____ Material shown

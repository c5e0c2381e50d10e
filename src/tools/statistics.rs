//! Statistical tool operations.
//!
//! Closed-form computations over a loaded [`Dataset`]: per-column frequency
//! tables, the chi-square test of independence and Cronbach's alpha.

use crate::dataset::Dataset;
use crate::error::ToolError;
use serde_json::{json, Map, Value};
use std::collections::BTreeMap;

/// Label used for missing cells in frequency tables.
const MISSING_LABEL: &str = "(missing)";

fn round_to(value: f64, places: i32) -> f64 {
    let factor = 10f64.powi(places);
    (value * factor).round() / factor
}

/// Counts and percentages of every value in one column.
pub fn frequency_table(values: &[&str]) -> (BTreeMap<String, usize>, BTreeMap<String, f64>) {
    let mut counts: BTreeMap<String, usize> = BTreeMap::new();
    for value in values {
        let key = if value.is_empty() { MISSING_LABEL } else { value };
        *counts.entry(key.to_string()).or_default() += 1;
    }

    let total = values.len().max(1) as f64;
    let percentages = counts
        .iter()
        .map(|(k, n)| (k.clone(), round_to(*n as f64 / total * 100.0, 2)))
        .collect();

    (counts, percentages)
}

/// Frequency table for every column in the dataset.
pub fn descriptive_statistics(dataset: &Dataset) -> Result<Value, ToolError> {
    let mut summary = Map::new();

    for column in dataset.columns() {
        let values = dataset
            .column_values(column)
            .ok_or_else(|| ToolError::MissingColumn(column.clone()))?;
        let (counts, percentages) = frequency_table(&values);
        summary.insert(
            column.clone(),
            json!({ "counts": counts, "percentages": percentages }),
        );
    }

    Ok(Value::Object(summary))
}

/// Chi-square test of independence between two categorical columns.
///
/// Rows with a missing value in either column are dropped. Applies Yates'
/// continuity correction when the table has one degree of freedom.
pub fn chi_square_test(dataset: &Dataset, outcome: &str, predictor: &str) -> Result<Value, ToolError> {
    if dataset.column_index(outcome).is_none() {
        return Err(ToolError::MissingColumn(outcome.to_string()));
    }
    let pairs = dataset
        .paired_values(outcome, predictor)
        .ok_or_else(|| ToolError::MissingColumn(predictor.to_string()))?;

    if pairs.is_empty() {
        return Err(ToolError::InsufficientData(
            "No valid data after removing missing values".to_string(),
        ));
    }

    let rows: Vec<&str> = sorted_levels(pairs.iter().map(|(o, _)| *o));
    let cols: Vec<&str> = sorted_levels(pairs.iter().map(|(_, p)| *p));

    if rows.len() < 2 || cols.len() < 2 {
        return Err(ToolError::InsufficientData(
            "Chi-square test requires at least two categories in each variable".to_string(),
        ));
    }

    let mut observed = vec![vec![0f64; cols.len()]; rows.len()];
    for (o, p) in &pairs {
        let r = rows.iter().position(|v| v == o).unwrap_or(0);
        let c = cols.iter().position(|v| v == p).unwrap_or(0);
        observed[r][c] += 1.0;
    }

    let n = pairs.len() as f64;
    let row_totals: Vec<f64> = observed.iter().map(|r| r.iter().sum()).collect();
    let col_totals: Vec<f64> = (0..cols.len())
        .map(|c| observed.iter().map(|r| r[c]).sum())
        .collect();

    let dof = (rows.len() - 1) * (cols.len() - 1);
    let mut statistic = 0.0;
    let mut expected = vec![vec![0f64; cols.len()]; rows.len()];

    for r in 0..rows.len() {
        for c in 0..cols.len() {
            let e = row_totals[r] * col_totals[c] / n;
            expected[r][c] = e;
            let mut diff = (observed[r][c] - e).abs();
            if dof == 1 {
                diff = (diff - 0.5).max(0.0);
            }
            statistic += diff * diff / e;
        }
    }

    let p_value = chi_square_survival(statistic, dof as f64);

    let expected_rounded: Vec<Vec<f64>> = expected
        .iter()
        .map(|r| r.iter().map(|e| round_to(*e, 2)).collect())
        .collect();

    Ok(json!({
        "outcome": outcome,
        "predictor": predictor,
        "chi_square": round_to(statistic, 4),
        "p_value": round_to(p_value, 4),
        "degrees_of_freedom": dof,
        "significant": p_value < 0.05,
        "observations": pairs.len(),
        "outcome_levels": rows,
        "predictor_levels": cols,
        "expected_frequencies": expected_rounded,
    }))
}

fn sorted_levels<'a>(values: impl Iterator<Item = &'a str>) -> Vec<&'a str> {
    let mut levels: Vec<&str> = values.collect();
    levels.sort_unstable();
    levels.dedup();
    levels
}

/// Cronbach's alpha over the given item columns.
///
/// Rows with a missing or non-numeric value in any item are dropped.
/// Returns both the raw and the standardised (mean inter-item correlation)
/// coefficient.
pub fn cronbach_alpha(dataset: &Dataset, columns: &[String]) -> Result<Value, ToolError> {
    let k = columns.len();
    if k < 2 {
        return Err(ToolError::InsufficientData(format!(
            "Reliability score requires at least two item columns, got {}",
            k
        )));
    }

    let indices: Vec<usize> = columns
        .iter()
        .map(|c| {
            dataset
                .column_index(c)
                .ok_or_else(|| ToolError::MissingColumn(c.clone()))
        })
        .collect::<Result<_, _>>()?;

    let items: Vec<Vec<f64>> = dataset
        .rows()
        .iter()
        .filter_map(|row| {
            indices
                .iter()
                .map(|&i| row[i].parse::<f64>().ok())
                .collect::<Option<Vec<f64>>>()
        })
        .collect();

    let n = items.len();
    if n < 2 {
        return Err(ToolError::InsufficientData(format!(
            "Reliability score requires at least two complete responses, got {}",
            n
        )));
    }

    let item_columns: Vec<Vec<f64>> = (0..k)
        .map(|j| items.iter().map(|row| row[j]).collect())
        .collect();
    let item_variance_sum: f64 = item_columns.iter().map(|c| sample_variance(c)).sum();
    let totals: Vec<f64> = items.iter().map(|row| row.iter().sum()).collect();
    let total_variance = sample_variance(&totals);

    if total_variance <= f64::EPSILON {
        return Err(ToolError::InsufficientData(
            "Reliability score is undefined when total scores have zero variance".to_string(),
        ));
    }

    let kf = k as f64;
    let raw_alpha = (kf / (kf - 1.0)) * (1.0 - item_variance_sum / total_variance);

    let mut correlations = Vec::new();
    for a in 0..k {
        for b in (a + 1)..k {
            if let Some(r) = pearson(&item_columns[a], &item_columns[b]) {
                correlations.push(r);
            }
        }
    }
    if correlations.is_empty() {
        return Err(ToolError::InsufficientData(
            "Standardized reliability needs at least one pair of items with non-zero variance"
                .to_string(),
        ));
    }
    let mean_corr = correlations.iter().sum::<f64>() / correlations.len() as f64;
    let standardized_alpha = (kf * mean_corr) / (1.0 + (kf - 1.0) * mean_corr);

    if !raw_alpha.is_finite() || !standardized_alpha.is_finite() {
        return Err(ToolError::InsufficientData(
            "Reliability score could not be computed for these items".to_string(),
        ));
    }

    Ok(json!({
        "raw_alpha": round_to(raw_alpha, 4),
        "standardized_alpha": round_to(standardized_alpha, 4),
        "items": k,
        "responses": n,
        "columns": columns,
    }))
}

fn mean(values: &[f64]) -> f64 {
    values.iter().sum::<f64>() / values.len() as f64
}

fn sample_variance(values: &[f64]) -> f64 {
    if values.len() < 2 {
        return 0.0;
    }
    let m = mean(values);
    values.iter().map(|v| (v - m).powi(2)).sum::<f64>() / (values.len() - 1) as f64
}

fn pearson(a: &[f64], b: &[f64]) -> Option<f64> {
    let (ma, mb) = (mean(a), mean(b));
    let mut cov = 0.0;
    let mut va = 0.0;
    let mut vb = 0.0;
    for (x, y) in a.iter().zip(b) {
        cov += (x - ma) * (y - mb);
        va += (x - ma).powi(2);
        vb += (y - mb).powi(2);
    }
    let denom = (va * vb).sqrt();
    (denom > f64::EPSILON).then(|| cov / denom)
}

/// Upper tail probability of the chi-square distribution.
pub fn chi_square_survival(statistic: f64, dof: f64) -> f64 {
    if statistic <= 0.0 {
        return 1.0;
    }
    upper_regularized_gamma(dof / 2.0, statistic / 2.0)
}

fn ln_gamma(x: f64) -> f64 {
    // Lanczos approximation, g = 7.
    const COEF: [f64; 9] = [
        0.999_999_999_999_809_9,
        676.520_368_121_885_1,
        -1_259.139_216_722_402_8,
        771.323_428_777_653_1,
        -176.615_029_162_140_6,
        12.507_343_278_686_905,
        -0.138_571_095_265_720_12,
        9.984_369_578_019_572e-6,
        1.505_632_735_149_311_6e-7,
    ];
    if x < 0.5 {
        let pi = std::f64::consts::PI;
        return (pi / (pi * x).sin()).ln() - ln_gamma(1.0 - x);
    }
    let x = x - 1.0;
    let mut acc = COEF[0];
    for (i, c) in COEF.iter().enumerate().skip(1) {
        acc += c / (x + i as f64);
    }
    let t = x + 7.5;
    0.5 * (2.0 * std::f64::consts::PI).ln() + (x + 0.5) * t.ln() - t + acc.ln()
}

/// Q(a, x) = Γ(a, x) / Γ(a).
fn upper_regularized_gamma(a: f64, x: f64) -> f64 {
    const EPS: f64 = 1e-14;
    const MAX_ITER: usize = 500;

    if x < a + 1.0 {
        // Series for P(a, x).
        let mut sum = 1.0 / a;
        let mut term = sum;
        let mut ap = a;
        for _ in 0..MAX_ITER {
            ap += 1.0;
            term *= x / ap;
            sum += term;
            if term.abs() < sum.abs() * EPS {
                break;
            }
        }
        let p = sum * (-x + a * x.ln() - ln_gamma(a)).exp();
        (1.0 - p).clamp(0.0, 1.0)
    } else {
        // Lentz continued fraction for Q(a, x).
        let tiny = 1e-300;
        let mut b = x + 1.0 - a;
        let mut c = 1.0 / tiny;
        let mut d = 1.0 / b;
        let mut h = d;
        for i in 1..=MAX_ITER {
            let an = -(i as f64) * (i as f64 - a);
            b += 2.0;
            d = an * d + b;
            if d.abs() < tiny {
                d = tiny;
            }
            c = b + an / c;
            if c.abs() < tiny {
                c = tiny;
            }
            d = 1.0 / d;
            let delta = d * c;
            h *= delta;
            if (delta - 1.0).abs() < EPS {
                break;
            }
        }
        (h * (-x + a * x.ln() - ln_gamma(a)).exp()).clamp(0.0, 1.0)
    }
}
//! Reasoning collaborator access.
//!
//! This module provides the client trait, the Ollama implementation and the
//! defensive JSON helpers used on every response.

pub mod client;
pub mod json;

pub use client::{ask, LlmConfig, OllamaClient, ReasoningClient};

________

**Problem requirements:** Which lines of the data contain the string "observed"? Copy each one.

**Written solution:**
    let mut observed = vec![vec![0f64; cols.len()]; rows.len()];
        observed[r][c] += 1.0;
    let row_totals: Vec<f64> = observed.iter().map(|r| r.iter().sum()).collect();
        .map(|c| observed.iter().map(|r| r[c]).sum())
            let mut diff = (observed[r][c] - e).abs();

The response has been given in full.